Try it: From the records below, copy each line that has the word "debug" in it.

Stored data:
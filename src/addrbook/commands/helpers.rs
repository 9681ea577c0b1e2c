use crate::error::{AddrError, Result};
use crate::model::{AddressBook, Record};

/// Looks up `name`, turning absence into a `NotFound` error.
pub fn require_contact<'a>(book: &'a AddressBook, name: &str) -> Result<&'a Record> {
    book.find(name)
        .ok_or_else(|| AddrError::contact_not_found(name))
}

pub fn require_contact_mut<'a>(book: &'a mut AddressBook, name: &str) -> Result<&'a mut Record> {
    book.find_mut(name)
        .ok_or_else(|| AddrError::contact_not_found(name))
}
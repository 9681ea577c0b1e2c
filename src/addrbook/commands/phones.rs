use crate::commands::{helpers::require_contact_mut, CmdMessage, CmdResult};
use crate::error::{AddrError, Result};
use crate::model::AddressBook;
use tracing::debug;

/// Appends a phone to an existing contact.
pub fn add(book: &mut AddressBook, name: &str, phone: &str) -> Result<CmdResult> {
    let record = require_contact_mut(book, name)?;
    record.add_phone(phone)?;
    debug!(contact = name, phone, "added phone");
    Ok(CmdResult::default()
        .with_message(CmdMessage::success("Phone added."))
        .changed())
}

/// Replaces the contact's first phone with `phone`.
pub fn change(book: &mut AddressBook, name: &str, phone: &str) -> Result<CmdResult> {
    let record = require_contact_mut(book, name)?;
    let first = record
        .phones()
        .first()
        .map(|p| p.as_str().to_string())
        .ok_or_else(|| AddrError::no_phones(name))?;
    record.edit_phone(&first, phone)?;
    debug!(contact = name, old = %first, new = phone, "changed phone");
    Ok(CmdResult::default()
        .with_message(CmdMessage::success("Contact changed."))
        .changed())
}

/// Drops every copy of `phone` from the contact.
pub fn remove(book: &mut AddressBook, name: &str, phone: &str) -> Result<CmdResult> {
    let record = require_contact_mut(book, name)?;
    match record.remove_phone(phone) {
        0 => Ok(CmdResult::default().with_message(CmdMessage::warning(format!(
            "{name} has no phone {phone}"
        )))),
        n => {
            debug!(contact = name, phone, removed = n, "removed phone");
            Ok(CmdResult::default()
                .with_message(CmdMessage::success("Phone removed."))
                .changed())
        }
    }
}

Response to this exercise:
use tracing::debug;
    debug!(contact = name, phone, "added phone");
    debug!(contact = name, old = %first, new = phone, "changed phone");
            debug!(contact = name, phone, removed = n, "removed phone");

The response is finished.